The past week or so has mostly consisted of knitting my
Ms. Marigold, aka The Neverending Sweater, some puttering in the garden, some puttering in other people's gardens (the weeding and replanting of the city planter outside my building that I mentioned last week), seeing
Terminator: Salvation for
ksumnersmith's birthday, dayjobbery in volume, jumping through necessary hoops to renew my passport in time for Readercon (which I haven't heard from re: panels yet; this may be a cause for e-mail-bouncing concern), a binge viewing of
Life on Mars series 2, and reading more WWI books. Actually, if you ever find yourself wondering what I'm doing for some inexplicable reason, it's probably puttering in my garden, knitting my neverending sweater, reading up on the First World War, and wishing I had a reliable writing project ready so I could be doing some
real work.
Yeah, about that exciting around here.
Clockwork Phoenix 2 did get a starred Publishers Weekly review, which
time_shark already blogged, but which I shall reproduce:
Clockwork Phoenix 2: More Tales of Beauty and Strangeness Edited by Mike Allen. Norilana/Fantasy (www.norilana.com), $11.95 paper (296p) ISBN 978-1-60762-027-3
Allen finds his groove for this second annual anthology of weird stories, selecting 16 wonderfully evocative, well-written tales. Marie Brennan's thought-provoking “Once a Goddess” considers the fate of a goddess abruptly returned to mortality. Tanith Lee puts a stunning twist in the story of a morose prince in “The Pain of Glass.” Mary Robinette Kowal's “At the Edge of Dying” describes a world where magic comes only to those at death's door. In “Hooves and the Hovel of Abdel Jameela,” Saladin Ahmed tells of a small village on the edge of a desert, a hermit and a woman who may be a witch.
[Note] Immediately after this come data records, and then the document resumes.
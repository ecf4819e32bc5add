use serde_json::{json, Value};
use std::sync::LazyLock;

pub static CONFIG_SCHEMA: LazyLock<Value> = LazyLock::new(|| {
    json!({
        "$schema": "http://json-schema.org/draft-07/schema#",
        "type": "object",
        "additionalProperties": false,
        "properties": {
            "nsg": {
                "type": "object",
                "additionalProperties": false,
                "properties": {
                    "min_count": { "type": "integer", "minimum": 0 },
                    "wanted_findings": {
                        "type": "array",
                        "items": { "type": "string", "minLength": 1 }
                    },
                    "output": { "$ref": "#/$defs/output_path" }
                }
            },
            "buckets": { "$ref": "#/$defs/report" },
            "flowlogs": { "$ref": "#/$defs/report" }
        },
        "$defs": {
            "report": {
                "type": "object",
                "additionalProperties": false,
                "properties": {
                    "output": { "$ref": "#/$defs/output_path" }
                }
            },
            "output_path": { "type": "string", "minLength": 1 }
        }
    })
});
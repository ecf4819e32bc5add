use std::path::Path;
use crate::cli::commands::ReportArgs;
use crate::config::S2pConfig;
use crate::document::load_document;
use crate::errors::S2pError;
use crate::reporting::buckets::{buckets_without_logging, DEFAULT_OUTPUT};
use crate::reporting::write_csv;
use super::resolve_output;
use tracing::info;

pub fn handle_buckets(args: ReportArgs, config: &S2pConfig) -> Result<(), S2pError> {
    let configured = config.buckets.as_ref().and_then(|b| b.output.clone());
    let output = resolve_output(args.output_name, configured, DEFAULT_OUTPUT);

    info!(input = %args.filepath, "Building buckets-without-logging report");
    let doc = load_document(Path::new(&args.filepath))?;
    let table = buckets_without_logging(&doc)?;
    write_csv(Path::new(&output), &table)?;
    Ok(())
}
Each story fits neatly alongside the next, and the diversity of topics, perspectives and authors makes this cosmopolitan anthology a winner. (July)
I also got a rather vociferously negative review on "Miles to Isengard" from Gardner Dozois in the May issue of
Locus, which I will also dig out and reproduce here if you, the populace, are interested.
Now I will go find dinner. Or wear my trousers rolled. Or something.